Intel Editorial: Accelerating Innovations for Open and Sustainable HPC

\n \n \n “. concat(self. i18n. t(‘search. voice. recognition_retry’), “\n

Intel is answering computing’s insatiable call with sustainability as a priority in the future of supercomputing for all.

HAMBURG, Germany, May 31, 2022–(BUSINESS WIRE)–The following is an op-ed by Jeff McVeigh of Intel Corporation:

This press is multimedia. Read the full press here: https://www. businesswire. com/news/home/20220531005771/en/

At the May 31, 2022 International Supercomputing Conference in Hamburg, Germany, Jeff McVeigh, vice president and general manager of Intel Corporation’s Super Compute Group, announced Rialto Bridge, Intel’s intermediate graphics processing unit (GPU). Using the same architecture as Intel’s Ponte Vecchio-based intermediate GPU and the combination of advanced tiles with Intel’s next compute node, Rialto Bridge will offer up to 160 Xe cores, plus FLOP, more I/O bandwidth, and TDP upper limits for considerably higher density, performance, and efficiency. (Credit: Intel Corporation)
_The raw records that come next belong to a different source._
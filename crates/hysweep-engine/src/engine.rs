use std::time::Instant;

use hysweep_core::{EvaluationResult, PercentUnits, Series, SweepConfig, SweepError};
use hysweep_strategy::{HysteresisStrategy, SimulationPath, Simulator};

use crate::candidates::CandidateSpace;
use crate::metrics::{MetricsCalculator, PathMetrics};
use crate::parallel::{CancelToken, ParallelSweepDriver};
use crate::reducer::SweepResult;

/// Sweep orchestrator: runs a candidate space through the hysteresis
/// strategy on a worker pool and reduces the scores.
///
///   1. Partition candidates across workers
///   2. Simulate each candidate against the shared series
///   3. Concatenate per-worker results in candidate order
///   4. Pick the best score, earliest candidate on ties
pub struct SweepEngine {
    strategy: HysteresisStrategy,
    driver: ParallelSweepDriver,
}

impl SweepEngine {
    pub fn new(strategy: HysteresisStrategy, workers: usize) -> Result<Self, SweepError> {
        Ok(Self {
            strategy,
            driver: ParallelSweepDriver::new(workers)?,
        })
    }

    /// Build from config. `default_workers` is used when the config leaves
    /// the worker count unset.
    pub fn from_config(config: &SweepConfig, default_workers: usize) -> Result<Self, SweepError> {
        let strategy = HysteresisStrategy::new(config.policy()?, config.units()?);
        Self::new(strategy, config.resolve_workers(default_workers)?)
    }

    pub fn strategy(&self) -> &HysteresisStrategy {
        &self.strategy
    }

    pub fn workers(&self) -> usize {
        self.driver.workers()
    }

    pub fn run(&self, series: &Series, space: &CandidateSpace) -> Result<SweepResult, SweepError> {
        self.execute(series, space, None)
    }

    pub fn run_with_cancel(
        &self,
        series: &Series,
        space: &CandidateSpace,
        cancel: &CancelToken,
    ) -> Result<SweepResult, SweepError> {
        self.execute(series, space, Some(cancel))
    }

    fn execute(
        &self,
        series: &Series,
        space: &CandidateSpace,
        cancel: Option<&CancelToken>,
    ) -> Result<SweepResult, SweepError> {
        let start = Instant::now();
        tracing::info!(
            simulator = self.strategy.id(),
            policy = self.strategy.policy().as_str(),
            candidates = space.len(),
            days = series.len(),
            workers = self.driver.effective_workers(space.len()),
            "sweep started"
        );

        // Convert units once for the whole sweep; workers share the fractions.
        let fractions = series.to_fractions(self.strategy.units());
        let simulator = HysteresisStrategy::new(self.strategy.policy(), PercentUnits::Fraction);
        let results = match self.driver.run(&simulator, &fractions, space, cancel) {
            Ok(results) => results,
            Err(SweepError::Cancelled) => {
                tracing::warn!("sweep cancelled");
                return Err(SweepError::Cancelled);
            }
            Err(e) => return Err(e),
        };
        let result = SweepResult::from_results(results)?;

        tracing::info!(
            best_score = result.best.score,
            best = %result.best.params,
            elapsed_ms = start.elapsed().as_millis() as u64,
            "sweep finished"
        );
        Ok(result)
    }

    /// Re-simulate one result keeping the full path, with its metrics.
    pub fn best_path(
        &self,
        series: &Series,
        result: &EvaluationResult,
    ) -> Result<(SimulationPath, PathMetrics), SweepError> {
        let path = self.strategy.simulate_path(series, &result.params)?;
        let metrics = MetricsCalculator::calculate(&path);
        Ok((path, metrics))
    }
}

#[cfg(test)]
mod tests {
    use super::*;
    use hysweep_core::{ErrorKind, HyperparameterSet, OutOfMarketPolicy};

    fn make_series(n: usize) -> Series {
        let values = (0..n)
            .map(|i| if i == 0 { 0.0 } else { ((i as f64) * 0.21).cos() * 0.015 + 0.0005 })
            .collect();
        Series::new(values).unwrap()
    }

    fn flat_engine(workers: usize) -> SweepEngine {
        let strategy = HysteresisStrategy::new(OutOfMarketPolicy::Flat, PercentUnits::Fraction);
        SweepEngine::new(strategy, workers).unwrap()
    }

    fn make_space() -> CandidateSpace {
        CandidateSpace::cartesian(
            &[1.0, 2.0],
            &[None],
            &[0.9, 0.95, 0.99],
            &[1.0, 1.02],
            &[0, 2, 5, 10],
        )
        .unwrap()
    }

    #[test]
    fn test_engine_best_is_max() {
        let series = make_series(200);
        let result = flat_engine(4).run(&series, &make_space()).unwrap();
        assert_eq!(result.results.len(), 48);
        let max = result
            .results
            .iter()
            .map(|r| r.score)
            .fold(f64::NEG_INFINITY, f64::max);
        assert_eq!(result.best.score, max);
    }

    #[test]
    fn test_engine_worker_count_independent() {
        let series = make_series(150);
        let space = make_space();
        let one = flat_engine(1).run(&series, &space).unwrap();
        let eight = flat_engine(8).run(&series, &space).unwrap();
        assert_eq!(one.best, eight.best);
        assert_eq!(one.results, eight.results);
    }

    #[test]
    fn test_engine_empty_space() {
        let series = make_series(10);
        let err = flat_engine(2).run(&series, &CandidateSpace::default()).unwrap_err();
        assert_eq!(err.kind(), ErrorKind::EmptyInput);
    }

    #[test]
    fn test_engine_from_config() {
        let config = SweepConfig::from_toml_str(
            r#"
[sweep]
policy = "scaled"
units = "percent"

[[candidates]]
multiplier = 1.0
out_multiplier = 0.5
pullout_threshold = 0.9
backin_threshold = 1.1
lookback_days = 1
"#,
        )
        .unwrap();
        let engine = SweepEngine::from_config(&config, 3).unwrap();
        assert_eq!(engine.workers(), 3);
        assert_eq!(engine.strategy().policy(), OutOfMarketPolicy::Scaled);
        assert_eq!(engine.strategy().units(), PercentUnits::Percent);

        let series = Series::new(vec![0.0, -20.0, 0.0, 50.0, 10.0]).unwrap();
        let space = CandidateSpace::from_config(&config, engine.strategy().policy()).unwrap();
        let result = engine.run(&series, &space).unwrap();
        assert!((result.best.score - 1.1).abs() < 1e-12);
    }

    #[test]
    fn test_engine_percent_units_match_per_candidate() {
        let fractions = make_series(90);
        let percent = Series::new(fractions.as_slice().iter().map(|v| v * 100.0).collect()).unwrap();
        let strategy = HysteresisStrategy::new(OutOfMarketPolicy::Flat, PercentUnits::Percent);
        let engine = SweepEngine::new(strategy, 4).unwrap();
        let space = make_space();

        let swept = engine.run(&percent, &space).unwrap();
        let reference = flat_engine(4).run(&fractions, &space).unwrap();
        for ((a, b), params) in swept.results.iter().zip(&reference.results).zip(space.iter()) {
            assert!((a.score - b.score).abs() < 1e-12);
            // Same score as simulating the percent series directly.
            let direct = strategy.simulate(&percent, params).unwrap();
            assert!((a.score - direct).abs() < 1e-12);
        }
    }

    #[test]
    fn test_engine_scaled_missing_out_multiplier_names_candidate() {
        let strategy = HysteresisStrategy::new(OutOfMarketPolicy::Scaled, PercentUnits::Fraction);
        let engine = SweepEngine::new(strategy, 2).unwrap();
        let space = CandidateSpace::from_list(vec![
            HyperparameterSet::new(1.0, 0.9, 1.1, 1).with_out_multiplier(0.2),
            HyperparameterSet::new(2.0, 0.9, 1.1, 1),
        ]);
        let err = engine.run(&make_series(20), &space).unwrap_err();
        assert_eq!(err.kind(), ErrorKind::Configuration);
        assert_eq!(err.candidate().map(|(i, _)| i), Some(1));
    }

    #[test]
    fn test_engine_cancel() {
        let token = CancelToken::new();
        token.cancel();
        let err = flat_engine(2)
            .run_with_cancel(&make_series(30), &make_space(), &token)
            .unwrap_err();
        assert_eq!(err.kind(), ErrorKind::Cancelled);
    }

    #[test]
    fn test_best_path_matches_score() {
        let series = make_series(120);
        let engine = flat_engine(3);
        let result = engine.run(&series, &make_space()).unwrap();
        let (path, metrics) = engine.best_path(&series, &result.best).unwrap();
        assert_eq!(path.values.len(), series.len());
        assert_eq!(path.terminal_value(), result.best.score);
        assert_eq!(metrics.terminal_value, result.best.score);
        assert!(metrics.days_in_market_pct >= 0.0 && metrics.days_in_market_pct <= 1.0);
    }
}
As we enter the exascale era and rush to the zetta scale, the tech industry’s contribution to global carbon emissions is also increasing. knowledge centers, with IT infrastructure being one of the main drivers of the new electricity consumption.

This year, Intel committed to achieving net zero greenhouse fuel emissions in its global operations by 2040 and introducing more sustainable generation solutions. computing (HPC). While daunting, it’s possible if we use each and every component of the HPC computing stack: silicon, software, and systems.

This is the focus of my speech at SAI 2022 in Hamburg, Germany.

Start with silicon and a heterogeneous computing architecture

We have a competitive HPC roadmap planned for 2024 that will provide a diversified portfolio of heterogeneous architectures. These architectures will enable us to feature in order of magnitude while reducing the demands on strength for emerging and general-purpose workloads, such as AI, encryption, and analytics.

The codename of the Intel® Xeon® Sapphire Rapids processor with high-bandwidth memory (HBM) is a wonderful example of how we are leveraging complex packaging technologies and silicon inventions to deliver truly broad innovations in functionality, bandwidth, and energy savings for HPC. Up to 64 gigabytes of high-bandwidth HBM2e memory in the package and accelerators built into the processor, we’re going to lose memory bandwidth workloads while delivering significant functionality innovations in key HPC use cases. Running Sapphire Rapids HBM processors, we see a double or triple increase in the functionality of meteorological, energy, manufacturing and physical survey workloads2. times more functionality in actual Ansys Fluent and ParSeNet3 workloads.

Compute density is another imperative, as we look for multi-orders of magnitude functionality gains in AI and HPC supercomputing workloads. AI education and inference workloads. We also show that Ponte Vecchio accelerates high-fidelity simulation through 2 with OpenMC4.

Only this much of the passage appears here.